→ Problem: The answer must be a single number: how many lines of the entries below include "after".

-=-=-

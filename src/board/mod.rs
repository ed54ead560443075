/// 棋盘相关模块
///
/// 包含坐标与网格（Position / Grid）、固定出口（Exit）、
/// 棋盘持久值（Board）和有意义放置过滤

pub mod grid;
pub mod exits;
pub mod board;
pub mod placement;

// 重新导出常用类型
pub use grid::{Direction, Grid, Position, BOARD_SIZE, CELL_COUNT};
pub use exits::{exit_at, Exit, EXITS};
pub use board::{Board, ErrorCount};
pub use placement::meaningful_placements;
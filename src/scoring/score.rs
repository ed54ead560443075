use std::fmt;

use super::exits::exits_score;
use super::route::longest_route;
use crate::board::Board;
use crate::tile::Connector;

/// 计分结果
#[derive(Debug, Clone, Copy, PartialEq, Eq, Hash, Default, serde::Serialize, serde::Deserialize)]
pub struct Score {
    /// 出口连通得分
    pub exits: i32,
    /// 最长公路
    pub road: i32,
    /// 最长铁路
    pub rail: i32,
    /// 中心 3×3 区域占用数
    pub center: i32,
    /// 错误扣分（非正数）
    pub errors: i32,
    /// 总分
    pub total: i32,
}

impl Score {
    /// 由各项得分组装，总分为各项之和
    pub fn new(exits: i32, road: i32, rail: i32, center: i32, errors: i32) -> Self {
        Self {
            exits,
            road,
            rail,
            center,
            errors,
            total: exits + road + rail + center + errors,
        }
    }
}

impl fmt::Display for Score {
    fn fmt(&self, f: &mut fmt::Formatter<'_>) -> fmt::Result {
        write!(
            f,
            "exits {} + road {} + rail {} + center {} + errors {} = {}",
            self.exits, self.road, self.rail, self.center, self.errors, self.total
        )
    }
}

/// 中心得分：中心 3×3 区域内已放置的地块数
pub fn center_score(board: &Board) -> i32 {
    board.tiles().filter(|(p, _)| p.is_center()).count() as i32
}

/// 错误扣分
pub fn errors_score(board: &Board) -> i32 {
    -(board.count_errors().total as i32)
}

/// 从头计算棋盘得分
pub fn calculate_score(board: &Board) -> Score {
    Score::new(
        exits_score(board),
        longest_route(board, Connector::Road) as i32,
        longest_route(board, Connector::Rail) as i32,
        center_score(board),
        errors_score(board),
    )
}
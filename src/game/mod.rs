/// 游戏逻辑模块
///
/// 包含规则常量、放置编码、回合状态机和演示用的选步策略

pub mod constants;
pub mod moves;
pub mod state;
pub mod simulation;

pub use moves::{CandidateMove, Move, TileSource};
pub use state::{GamePhase, GameState};
pub use simulation::{choose_move, play_game, Policy};
use crate::assemble;
use crate::cache::{Cache, CacheStore, EditorCache, slot_fingerprint};
use crate::compiler::loader::{ModuleLoader, loader};
use crate::compiler::{CompileContext, resolver};
use crate::config::{Config, ConfigHandle};
use crate::error::EngineError;
use crate::language::{EditorId, Language, LanguageRegistry, registry};
use crate::processor;

// ============================================================================
// Events & Snapshots
// ============================================================================

/// Out-of-band signals for tool panes and other listeners. Pipeline failures
/// arrive here; they never abort an update cycle.
#[derive(Debug, Clone)]
pub enum EngineEvent {
    /// A new preview document was committed.
    ResultReady { style_only: bool },
    /// A compiler rejected the slot's content; the previous output is kept.
    CompileError { slot: EditorId, error: String },
    /// A compiler module failed to load; it will be retried on next request.
    ModuleLoadFailed { language: Language, error: String },
    /// A style processor failed; its input passed through unchanged.
    ProcessorFailure { error: String },
}

/// Read-only snapshot of one slot for API consumers.
#[derive(Debug, Clone, Serialize)]
pub struct CodeSlot {
    pub language: Language,
    pub content: String,
    pub compiled: String,
}

/// Read-only snapshot of the whole playground, never mutated internally.
#[derive(Debug, Clone, Serialize)]
pub struct Code {
    pub markup: CodeSlot,
    pub style: CodeSlot,
    pub script: CodeSlot,
    pub result: String,
}

/// The three editor backends, one per slot.
pub struct Editors {
    pub markup: Arc<dyn CodeEditor>,
    pub style: Arc<dyn CodeEditor>,
    pub script: Arc<dyn CodeEditor>,
}
//! Engine error taxonomy.
//!
//! No failure inside the compile/process pipeline is allowed to abort an
//! update cycle: callers map these errors to a best-effort output (previous
//! cache or raw source) plus an out-of-band [`EngineEvent`] for tool panes.
//!
//! [`EngineEvent`]: crate::engine::EngineEvent

use std::path::PathBuf;
use thiserror::Error;

use crate::language::Language;

/// Errors produced by the compilation and preview pipeline.
#[derive(Debug, Error)]
pub enum EngineError {
    /// Unknown language id requested from the registry.
    /// Fatal to that resolution, surfaced to the caller.
    #[error("unknown language `{0}`")]
    LanguageNotFound(Language),

    /// Compiler module fetch/initialization failed. Recoverable: the loader
    /// retries on the next explicit request, the module cache is not poisoned.
    #[error("failed to load compiler module for `{language}`: {reason}")]
    ModuleLoad { language: Language, reason: String },

    /// A compiler rejected the given content. Non-fatal to the system: the
    /// previous successfully compiled output for the slot is retained.
    #[error("`{language}` compile failed: {message}")]
    Compile { language: Language, message: String },

    /// A style post-processor failed. Non-fatal: the pipeline continues with
    /// the output as it stood before the failing processor.
    #[error("style processor `{name}` failed: {reason}")]
    Processor { name: &'static str, reason: String },

    /// An `alias_to` chain revisited a language. Configuration defect; the
    /// slot falls back to raw-content passthrough.
    #[error("circular alias chain involving `{0}`")]
    CircularAlias(Language),

    /// A dependency/output chain exceeded the hop bound or revisited a
    /// language. Configuration defect; same passthrough fallback.
    #[error("circular compiler dependency involving `{0}`")]
    CircularDependency(Language),

    /// Writing a cache snapshot to disk failed.
    #[error("failed to persist cache to `{path}`")]
    CachePersist {
        path: PathBuf,
        #[source]
        source: std::io::Error,
    },

    /// A config or cache snapshot could not be serialized or deserialized.
    #[error("malformed JSON payload")]
    Json(#[from] serde_json::Error),
}

impl EngineError {
    /// Circular alias/dependency configurations degrade to raw-content
    /// passthrough instead of blocking the pipeline.
    pub fn is_circular(&self) -> bool {
        matches!(
            self,
            EngineError::CircularAlias(_) | EngineError::CircularDependency(_)
        )
    }
}
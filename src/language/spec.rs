//! Language ids, editor slots, and per-language specs.

use serde::{Deserialize, Serialize};
use std::fmt;

// ============================================================================
// Language
// ============================================================================

/// A language identifier: a canonical id (`markdown`) or an alias/extension
/// id (`md`). Cheap to clone, compared by string value.
#[derive(Debug, Clone, PartialEq, Eq, Hash, PartialOrd, Ord, Serialize, Deserialize)]
#[serde(transparent)]
pub struct Language(Box<str>);

impl Language {
    pub fn new(id: impl Into<Box<str>>) -> Self {
        Self(id.into())
    }

    #[inline]
    pub fn as_str(&self) -> &str {
        &self.0
    }
}

impl fmt::Display for Language {
    fn fmt(&self, f: &mut fmt::Formatter<'_>) -> fmt::Result {
        f.write_str(&self.0)
    }
}

impl From<&str> for Language {
    fn from(id: &str) -> Self {
        Self::new(id)
    }
}

impl From<String> for Language {
    fn from(id: String) -> Self {
        Self::new(id)
    }
}

// ============================================================================
// EditorId
// ============================================================================

/// One of the three fixed content slots.
#[derive(Debug, Clone, Copy, PartialEq, Eq, Hash, Serialize, Deserialize)]
#[serde(rename_all = "lowercase")]
pub enum EditorId {
    Markup,
    Style,
    Script,
}

impl EditorId {
    pub const ALL: [EditorId; 3] = [EditorId::Markup, EditorId::Style, EditorId::Script];

    pub fn label(self) -> &'static str {
        match self {
            EditorId::Markup => "markup",
            EditorId::Style => "style",
            EditorId::Script => "script",
        }
    }

    /// The terminal output language of any compile chain for this slot.
    pub fn canonical_target(self) -> &'static str {
        match self {
            EditorId::Markup => "html",
            EditorId::Style => "css",
            EditorId::Script => "javascript",
        }
    }

    /// Stable index for per-slot arrays.
    #[inline]
    pub(crate) fn index(self) -> usize {
        self as usize
    }
}

impl fmt::Display for EditorId {
    fn fmt(&self, f: &mut fmt::Formatter<'_>) -> fmt::Result {
        f.write_str(self.label())
    }
}

// ============================================================================
// LanguageSpec
// ============================================================================

/// Static description of one registered language.
///
/// Immutable after registry initialization. The executable compiler is kept
/// separately in the registry's compiler table; specs only carry metadata.
#[derive(Debug, Clone)]
pub struct LanguageSpec {
    /// Canonical id.
    pub name: Language,
    /// Short display title (e.g. `TS`).
    pub title: String,
    /// Long display title (e.g. `TypeScript`). Falls back to `title`.
    pub long_title: Option<String>,
    /// The slot this language may occupy.
    pub editor: EditorId,
    /// Alias/extension ids that resolve to this spec (e.g. `md`, `mdown`).
    pub extensions: Vec<Language>,
    /// Formatter parser name, when a formatter is available.
    pub parser: Option<String>,
    /// Syntax-highlighting language when it differs from `name`.
    pub editor_language: Option<Language>,
}

impl LanguageSpec {
    pub fn new(name: &str, title: &str, editor: EditorId) -> Self {
        Self {
            name: Language::from(name),
            title: title.to_string(),
            long_title: None,
            editor,
            extensions: Vec::new(),
            parser: None,
            editor_language: None,
        }
    }

    pub fn long_title(mut self, long_title: &str) -> Self {
        self.long_title = Some(long_title.to_string());
        self
    }

    pub fn extensions(mut self, extensions: &[&str]) -> Self {
        self.extensions = extensions.iter().map(|e| Language::from(*e)).collect();
        self
    }

    pub fn parser(mut self, parser: &str) -> Self {
        self.parser = Some(parser.to_string());
        self
    }

    pub fn editor_language(mut self, language: &str) -> Self {
        self.editor_language = Some(Language::from(language));
        self
    }
}
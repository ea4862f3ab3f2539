//! Content fingerprints using blake3.
//!
//! A slot's cache key is derived from its slot id, language, content, and
//! the slice of config that affects the compiled output.

use crate::config::Config;
use crate::language::{EditorId, Language};

/// A 256-bit content hash (blake3 output).
#[derive(Debug, Clone, Copy, PartialEq, Eq, Hash)]
pub struct ContentHash([u8; 32]);

impl ContentHash {
    #[inline]
    pub const fn new(bytes: [u8; 32]) -> Self {
        Self(bytes)
    }

    #[inline]
    pub const fn as_bytes(&self) -> &[u8; 32] {
        &self.0
    }

    /// A hash representing "no content" (all zeros).
    #[inline]
    pub const fn empty() -> Self {
        Self([0; 32])
    }

    #[inline]
    pub fn is_empty(&self) -> bool {
        self.0 == [0; 32]
    }

    /// Hex string (for debugging/display).
    pub fn to_hex(self) -> String {
        hex::encode(self.0)
    }
}

impl std::fmt::Display for ContentHash {
    fn fmt(&self, f: &mut std::fmt::Formatter<'_>) -> std::fmt::Result {
        // First 16 hex chars for brevity
        write!(f, "{}", &self.to_hex()[..16])
    }
}

/// Fingerprint of (slot, language, content, relevant config).
///
/// Only the style slot keys on processor toggles, so flipping a processor
/// invalidates style without touching markup/script.
pub fn slot_fingerprint(
    slot: EditorId,
    language: &Language,
    content: &str,
    config: &Config,
) -> ContentHash {
    let mut hasher = blake3::Hasher::new();
    hasher.update(slot.label().as_bytes());
    hasher.update(&[0]);
    hasher.update(language.as_str().as_bytes());
    hasher.update(&[0]);
    hasher.update(content.as_bytes());
    hasher.update(&[0]);
    // Compiler modules read per-language settings from the config, so a
    // settings change must miss the cache. BTreeMap order keeps this
    // deterministic.
    if let Ok(settings) = serde_json::to_vec(&config.custom_settings) {
        hasher.update(&settings);
    }
    hasher.update(&[0]);
    if slot == EditorId::Style {
        let p = &config.processors;
        hasher.update(&[
            p.tailwindcss as u8,
            p.preset_env as u8,
            p.autoprefixer as u8,
            p.minify as u8,
        ]);
    }
    ContentHash::new(*hasher.finalize().as_bytes())
}

#[cfg(test)]
mod tests {
    use super::*;

    fn lang(s: &str) -> Language {
        Language::from(s)
    }

    #[test]
    fn display_shows_short_hex() {
        let hash = ContentHash::new([0xab; 32]);
        assert_eq!(format!("{hash}"), "abababababababab");
    }

    #[test]
    fn same_inputs_same_fingerprint() {
        let config = Config::default();
        let a = slot_fingerprint(EditorId::Markup, &lang("markdown"), "# hi", &config);
        let b = slot_fingerprint(EditorId::Markup, &lang("markdown"), "# hi", &config);
        assert_eq!(a, b);
        assert!(!a.is_empty());
    }

    #[test]
    fn content_language_and_slot_all_participate() {
        let config = Config::default();
        let base = slot_fingerprint(EditorId::Markup, &lang("markdown"), "# hi", &config);

        let content = slot_fingerprint(EditorId::Markup, &lang("markdown"), "# bye", &config);
        let language = slot_fingerprint(EditorId::Markup, &lang("html"), "# hi", &config);
        let slot = slot_fingerprint(EditorId::Script, &lang("markdown"), "# hi", &config);

        assert_ne!(base, content);
        assert_ne!(base, language);
        assert_ne!(base, slot);
    }

    #[test]
    fn custom_settings_participate_in_fingerprint() {
        let mut config = Config::default();
        let before = slot_fingerprint(EditorId::Script, &lang("typescript"), "let x = 1", &config);

        config.custom_settings.insert(
            "typescript".into(),
            serde_json::json!({ "target": "es2015" }),
        );
        let after = slot_fingerprint(EditorId::Script, &lang("typescript"), "let x = 1", &config);
        assert_ne!(before, after);
    }

    #[test]
    fn processor_toggle_invalidates_style_only() {
        let mut config = Config::default();
        let style = slot_fingerprint(EditorId::Style, &lang("css"), "a{}", &config);
        let markup = slot_fingerprint(EditorId::Markup, &lang("html"), "<p>", &config);

        config.processors.autoprefixer = true;
        assert_ne!(
            style,
            slot_fingerprint(EditorId::Style, &lang("css"), "a{}", &config)
        );
        assert_eq!(
            markup,
            slot_fingerprint(EditorId::Markup, &lang("html"), "<p>", &config)
        );
    }
}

-=-=-

→ Written answer: 3